The virtual table has eight other inactive seats. Click the “Add Player” button two activate any one of them and either leave it as two random cards, or assign specific cards by clicking and choosing from the pop-up menu. The winning percentages instantly re-calculate as changes are made. Add a third player with two random cards to the AK suited versus 55 scenario and the winning percentages change to 41.7% for the AK, 36.3% for pair, and 20.9% for the random hand, with ties making up difference between the sum of these percentages and 100%.

Any player that has been activated using the “Add Player” button can be removed by hovering over that player’s cards to cause a red “x” to appear and then clicking on the x.
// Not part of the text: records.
//! Ordered routes of nodes.
//!
//! A [`Route`] is the user-facing description of a cable or wire: an
//! ordered list of waypoints where insertion order is the order along the
//! cable. Every node is held at most once.
//!
//! # Example
//!
//! ```
//! use route_types::{CableRouteNode, Route};
//! use nalgebra::Point3;
//!
//! let mut route = Route::new();
//! let begin = CableRouteNode::free(Point3::new(0.0, 0.0, 0.0));
//! let end = CableRouteNode::free(Point3::new(2.0, 0.0, 0.0));
//! let end_id = route_types::RouteNode::id(&end);
//!
//! route.add(begin)?;
//! route.add(end)?;
//! route.insert_before(CableRouteNode::free(Point3::new(1.0, 1.0, 0.0)), end_id)?;
//!
//! assert_eq!(route.num_nodes(), 3);
//! assert_eq!(route.index_of(end_id), Some(2));
//! assert!(route.validated().is_valid());
//! # Ok::<(), route_types::RouteError>(())
//! ```

use nalgebra::Point3;
use point_curve::PointCurve;
use tracing::debug;

use crate::{NodeId, Result, RouteError, RouteNode};

#[cfg(feature = "serde")]
use serde::{Deserialize, Serialize};

/// Message of a route with too few nodes.
pub const TOO_FEW_NODES_MESSAGE: &str = "Route has to contain at least two or more nodes.";

/// Message of a route with one or more invalid nodes.
pub const INVALID_NODES_MESSAGE: &str = "One or more nodes are wrong.";

/// Ordered sequence of unique route nodes.
#[derive(Debug, Clone)]
#[cfg_attr(feature = "serde", derive(Serialize, Deserialize))]
pub struct Route<N> {
    nodes: Vec<N>,
}

impl<N> Default for Route<N> {
    fn default() -> Self {
        Self { nodes: Vec::new() }
    }
}

impl<N: RouteNode> Route<N> {
    /// Create an empty route.
    #[must_use]
    pub fn new() -> Self {
        Self::default()
    }

    /// Number of nodes.
    #[must_use]
    pub fn num_nodes(&self) -> usize {
        self.nodes.len()
    }

    /// Returns `true` if the route has no nodes.
    #[must_use]
    pub fn is_empty(&self) -> bool {
        self.nodes.is_empty()
    }

    /// Node at `index`.
    #[must_use]
    pub fn get(&self, index: usize) -> Option<&N> {
        self.nodes.get(index)
    }

    /// Mutable node at `index`.
    pub fn get_mut(&mut self, index: usize) -> Option<&mut N> {
        self.nodes.get_mut(index)
    }

    /// Node with id `id`.
    #[must_use]
    pub fn node(&self, id: NodeId) -> Option<&N> {
        self.nodes.iter().find(|node| node.id() == id)
    }

    /// Mutable node with id `id`.
    pub fn node_mut(&mut self, id: NodeId) -> Option<&mut N> {
        self.nodes.iter_mut().find(|node| node.id() == id)
    }

    /// Index of the node with id `id`.
    #[must_use]
    pub fn index_of(&self, id: NodeId) -> Option<usize> {
        self.nodes.iter().position(|node| node.id() == id)
    }

    /// Returns `true` if the route holds the node with id `id`.
    #[must_use]
    pub fn contains(&self, id: NodeId) -> bool {
        self.index_of(id).is_some()
    }

    /// Iterate the nodes in route order.
    pub fn iter(&self) -> std::slice::Iter<'_, N> {
        self.nodes.iter()
    }

    /// Iterate the nodes mutably in route order.
    pub fn iter_mut(&mut self) -> std::slice::IterMut<'_, N> {
        self.nodes.iter_mut()
    }

    /// World positions of the nodes in route order.
    pub fn positions(&self) -> impl Iterator<Item = Point3<f64>> + '_ {
        self.nodes.iter().map(RouteNode::position)
    }

    /// Append a node. Returns its index.
    pub fn add(&mut self, node: N) -> Result<usize> {
        self.insert_at(self.nodes.len(), node)
    }

    /// Insert a node before the node with id `before`. Returns its index.
    pub fn insert_before(&mut self, node: N, before: NodeId) -> Result<usize> {
        let index = self
            .index_of(before)
            .ok_or(RouteError::NodeNotFound(before))?;
        self.insert_at(index, node)
    }

    /// Insert a node after the node with id `after`. Returns its index.
    pub fn insert_after(&mut self, node: N, after: NodeId) -> Result<usize> {
        let index = self
            .index_of(after)
            .ok_or(RouteError::NodeNotFound(after))?;
        self.insert_at(index + 1, node)
    }

    /// Insert a node at `index`. Returns `index`.
    pub fn insert_at(&mut self, index: usize, node: N) -> Result<usize> {
        if index > self.nodes.len() {
            return Err(RouteError::index_out_of_range(index, self.nodes.len()));
        }
        if self.contains(node.id()) {
            return Err(RouteError::DuplicateNode(node.id()));
        }
        debug!("Route node {} added at index {}", node.id(), index);
        self.nodes.insert(index, node);
        Ok(index)
    }

    /// Remove the node with id `id`.
    pub fn remove(&mut self, id: NodeId) -> Result<N> {
        let index = self.index_of(id).ok_or(RouteError::NodeNotFound(id))?;
        Ok(self.nodes.remove(index))
    }

    /// Remove all nodes.
    pub fn clear(&mut self) {
        self.nodes.clear();
    }

    /// Sum of the straight distances between consecutive nodes.
    #[must_use]
    pub fn total_length(&self) -> f64 {
        self.nodes
            .windows(2)
            .map(|pair| (pair[1].position() - pair[0].position()).norm())
            .sum()
    }

    /// Returns `true` if `curve` has one point per node and every point is
    /// within `tolerance` of its node's position.
    #[must_use]
    pub fn is_synchronized(&self, curve: &PointCurve, tolerance: f64) -> bool {
        curve.num_points() == self.nodes.len()
            && self
                .positions()
                .zip(curve.iter())
                .all(|(position, point)| (position - point).norm() <= tolerance)
    }

    /// Validate the route.
    ///
    /// A route needs at least two nodes, and every node must accept its
    /// position in the route (see [`RouteNode::validate_at`]).
    #[must_use]
    pub fn validated(&self) -> ValidatedRoute {
        let num_nodes = self.nodes.len();
        let nodes: Vec<_> = self
            .nodes
            .iter()
            .enumerate()
            .map(|(index, node)| ValidatedNode {
                id: node.id(),
                error: node.validate_at(index, num_nodes),
            })
            .collect();

        let error = if num_nodes < 2 {
            Some(TOO_FEW_NODES_MESSAGE.to_string())
        } else if nodes.iter().any(|node| !node.is_valid()) {
            Some(INVALID_NODES_MESSAGE.to_string())
        } else {
            None
        };

        ValidatedRoute { error, nodes }
    }
}

impl<N> std::ops::Index<usize> for Route<N> {
    type Output = N;

    fn index(&self, index: usize) -> &N {
        &self.nodes[index]
    }
}

impl<'a, N> IntoIterator for &'a Route<N> {
    type Item = &'a N;
    type IntoIter = std::slice::Iter<'a, N>;

    fn into_iter(self) -> Self::IntoIter {
        self.nodes.iter()
    }
}

impl<N: RouteNode> FromIterator<N> for Route<N> {
    /// Collect nodes into a route, skipping duplicates.
    fn from_iter<I: IntoIterator<Item = N>>(iter: I) -> Self {
        let mut route = Self::new();
        for node in iter {
            let _ = route.add(node);
        }
        route
    }
}

/// Validation result of one route node.
#[derive(Debug, Clone, PartialEq, Eq)]
pub struct ValidatedNode {
    /// The validated node.
    pub id: NodeId,
    /// Why the node is invalid at its position, if it is.
    pub error: Option<String>,
}

impl ValidatedNode {
    /// Returns `true` if the node is valid at its position.
    #[must_use]
    pub const fn is_valid(&self) -> bool {
        self.error.is_none()
    }
}

/// Validation result of a route.
#[derive(Debug, Clone, PartialEq, Eq)]
pub struct ValidatedRoute {
    /// Why the route is invalid, if it is.
    pub error: Option<String>,
    /// Per-node results in route order.
    pub nodes: Vec<ValidatedNode>,
}

impl ValidatedRoute {
    /// Returns `true` if the route is valid.
    #[must_use]
    pub const fn is_valid(&self) -> bool {
        self.error.is_none()
    }

    /// Nodes that are invalid at their position, with their index.
    pub fn invalid_nodes(&self) -> impl Iterator<Item = (usize, &ValidatedNode)> {
        self.nodes
            .iter()
            .enumerate()
            .filter(|(_, node)| !node.is_valid())
    }
}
You can also clear all the assigned card values by clicking a “Reset” button in the top right corner of the virtual table.

You can also explore post-flop, post-turn, and post-river scenarios by assigning values to the community cards on the virtual table. One useful exercise is to study the differences between static and dynamic flops for various holdings. For example, assign one player QQ and leave the other player with two random cards. Pre-flop the winning percentage for the Queens is 79.9%. Next assign a relatively static flop of 3, 5, 9, rainbow. Post-flop the winning percentage for the Queens rises to 81.4%. But change the flop to a dynamic one of say 7-clubs, 8 clubs, 9-diamonds and the winning percentage for the Queens drops to 65.7%. Some time spent trying various scenarios with the 888 pot odds calculator will improve your feel for different flop textures.

Of course, in practice you do not play against two random cards, nor do you play against two specific cards, but rather you play against a range of possibilities. That range can be wide or narrow depending on the tendencies and actions of your opponent and the actual cards on the board. An accurate real-time assessment of pot-equity must consider the range of possibilities. This pot odds calculator could be greatly improved by adding a pop-up menu that allows for the assignment of ranges to hands. For example, rather than just a menu of the remaining cards from the deck, there could be an option to select boxes from a 13x13 grid illustrating all 169 starting hands. Then the winning percentage of QQ could be calculated versus someone playing a range consisting of all pairs and Broadway cards for example, rather than any two random cards, which isn’t a realistic range.

However, as an exercise in exploring the relative strength of various holdings against varying numbers of players and flop textures, this is an easy-to-use calculator with a clean intuitive interface.